[WORK REQUEST]:
Each line in the records below, from the one that contains "let mut cache = DatasetCache::new();" to the one that contains "let page = dashboard.render(None).unwrap();", should be reproduced exactly, the first and last included.

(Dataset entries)
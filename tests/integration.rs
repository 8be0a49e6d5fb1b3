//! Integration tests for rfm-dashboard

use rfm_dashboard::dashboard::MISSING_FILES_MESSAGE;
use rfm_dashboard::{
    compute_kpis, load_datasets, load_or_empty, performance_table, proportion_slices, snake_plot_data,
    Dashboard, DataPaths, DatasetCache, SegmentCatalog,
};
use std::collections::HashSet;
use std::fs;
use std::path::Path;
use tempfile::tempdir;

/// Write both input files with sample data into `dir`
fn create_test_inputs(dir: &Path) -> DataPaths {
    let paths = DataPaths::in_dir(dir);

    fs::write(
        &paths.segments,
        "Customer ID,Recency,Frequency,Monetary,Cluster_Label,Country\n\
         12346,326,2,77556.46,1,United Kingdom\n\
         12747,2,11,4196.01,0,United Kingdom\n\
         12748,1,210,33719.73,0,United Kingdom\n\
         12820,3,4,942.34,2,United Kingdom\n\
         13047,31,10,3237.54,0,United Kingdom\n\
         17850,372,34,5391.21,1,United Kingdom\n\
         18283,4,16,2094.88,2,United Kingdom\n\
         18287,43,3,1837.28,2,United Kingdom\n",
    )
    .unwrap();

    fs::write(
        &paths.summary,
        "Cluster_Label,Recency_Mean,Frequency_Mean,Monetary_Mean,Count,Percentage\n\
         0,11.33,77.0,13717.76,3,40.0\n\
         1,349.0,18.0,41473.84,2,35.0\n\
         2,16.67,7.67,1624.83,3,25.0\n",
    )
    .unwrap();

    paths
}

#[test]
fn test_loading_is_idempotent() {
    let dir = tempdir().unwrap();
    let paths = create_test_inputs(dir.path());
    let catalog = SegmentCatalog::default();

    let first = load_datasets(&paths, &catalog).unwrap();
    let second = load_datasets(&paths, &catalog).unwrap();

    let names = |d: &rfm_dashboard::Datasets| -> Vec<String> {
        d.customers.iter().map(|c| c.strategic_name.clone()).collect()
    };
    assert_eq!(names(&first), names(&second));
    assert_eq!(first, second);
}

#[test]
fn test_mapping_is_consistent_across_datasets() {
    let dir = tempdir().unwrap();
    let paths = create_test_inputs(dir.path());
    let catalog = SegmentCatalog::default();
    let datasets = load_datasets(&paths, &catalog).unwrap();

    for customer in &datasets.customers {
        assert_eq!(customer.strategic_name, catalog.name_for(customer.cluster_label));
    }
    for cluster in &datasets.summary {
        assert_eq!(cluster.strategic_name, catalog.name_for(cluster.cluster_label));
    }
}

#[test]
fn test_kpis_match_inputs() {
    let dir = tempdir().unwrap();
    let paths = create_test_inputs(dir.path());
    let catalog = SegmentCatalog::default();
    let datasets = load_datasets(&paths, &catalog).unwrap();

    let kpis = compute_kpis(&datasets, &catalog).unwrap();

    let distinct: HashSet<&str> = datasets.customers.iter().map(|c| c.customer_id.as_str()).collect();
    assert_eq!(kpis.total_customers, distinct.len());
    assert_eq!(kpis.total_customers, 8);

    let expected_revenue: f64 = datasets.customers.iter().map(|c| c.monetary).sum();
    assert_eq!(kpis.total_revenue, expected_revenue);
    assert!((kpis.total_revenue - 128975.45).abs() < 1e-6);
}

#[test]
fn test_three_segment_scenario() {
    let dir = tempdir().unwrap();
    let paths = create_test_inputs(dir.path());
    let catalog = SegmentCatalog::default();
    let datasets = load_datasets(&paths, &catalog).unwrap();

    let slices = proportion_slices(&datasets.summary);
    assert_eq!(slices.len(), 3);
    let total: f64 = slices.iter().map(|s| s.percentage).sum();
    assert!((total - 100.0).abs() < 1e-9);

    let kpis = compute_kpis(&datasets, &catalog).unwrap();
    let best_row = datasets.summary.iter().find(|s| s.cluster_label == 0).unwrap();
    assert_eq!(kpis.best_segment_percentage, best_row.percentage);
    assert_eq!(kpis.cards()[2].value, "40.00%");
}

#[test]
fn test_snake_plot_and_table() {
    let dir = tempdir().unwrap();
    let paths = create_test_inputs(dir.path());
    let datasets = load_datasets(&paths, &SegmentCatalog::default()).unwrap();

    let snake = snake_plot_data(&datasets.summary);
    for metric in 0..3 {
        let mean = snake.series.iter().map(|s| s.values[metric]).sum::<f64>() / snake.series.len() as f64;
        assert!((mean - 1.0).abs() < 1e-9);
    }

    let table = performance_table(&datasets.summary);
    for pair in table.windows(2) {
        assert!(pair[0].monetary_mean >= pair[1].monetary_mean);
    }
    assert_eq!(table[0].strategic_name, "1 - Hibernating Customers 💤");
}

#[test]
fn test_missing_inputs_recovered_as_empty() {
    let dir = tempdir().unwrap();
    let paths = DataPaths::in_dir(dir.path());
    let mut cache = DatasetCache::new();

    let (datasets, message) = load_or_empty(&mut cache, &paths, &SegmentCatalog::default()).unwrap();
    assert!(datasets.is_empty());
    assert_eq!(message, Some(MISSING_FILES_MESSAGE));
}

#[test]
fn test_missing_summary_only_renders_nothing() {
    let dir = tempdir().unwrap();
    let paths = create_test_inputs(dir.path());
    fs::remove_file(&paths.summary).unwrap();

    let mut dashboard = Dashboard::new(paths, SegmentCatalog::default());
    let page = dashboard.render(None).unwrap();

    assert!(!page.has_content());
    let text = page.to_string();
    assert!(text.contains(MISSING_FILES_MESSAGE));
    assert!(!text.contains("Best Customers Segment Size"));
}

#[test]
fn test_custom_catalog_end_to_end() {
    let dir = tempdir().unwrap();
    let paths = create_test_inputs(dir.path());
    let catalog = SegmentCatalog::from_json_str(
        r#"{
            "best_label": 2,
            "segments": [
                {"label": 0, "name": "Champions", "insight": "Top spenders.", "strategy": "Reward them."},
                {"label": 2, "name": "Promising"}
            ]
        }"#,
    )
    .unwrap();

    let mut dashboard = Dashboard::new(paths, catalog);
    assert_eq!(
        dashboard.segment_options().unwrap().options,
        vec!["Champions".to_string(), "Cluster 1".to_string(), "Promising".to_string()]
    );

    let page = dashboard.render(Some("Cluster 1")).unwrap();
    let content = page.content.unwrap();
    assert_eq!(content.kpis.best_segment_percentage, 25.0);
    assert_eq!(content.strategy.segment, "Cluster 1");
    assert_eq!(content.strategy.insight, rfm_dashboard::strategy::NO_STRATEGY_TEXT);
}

[WRITTEN SOLUTION]:
    let mut cache = DatasetCache::new();

    let (datasets, message) = load_or_empty(&mut cache, &paths, &SegmentCatalog::default()).unwrap();
    assert!(datasets.is_empty());
    assert_eq!(message, Some(MISSING_FILES_MESSAGE));
}

#[test]
fn test_missing_summary_only_renders_nothing() {
    let dir = tempdir().unwrap();
    let paths = create_test_inputs(dir.path());
    fs::remove_file(&paths.summary).unwrap();

    let mut dashboard = Dashboard::new(paths, SegmentCatalog::default());
    let page = dashboard.render(None).unwrap();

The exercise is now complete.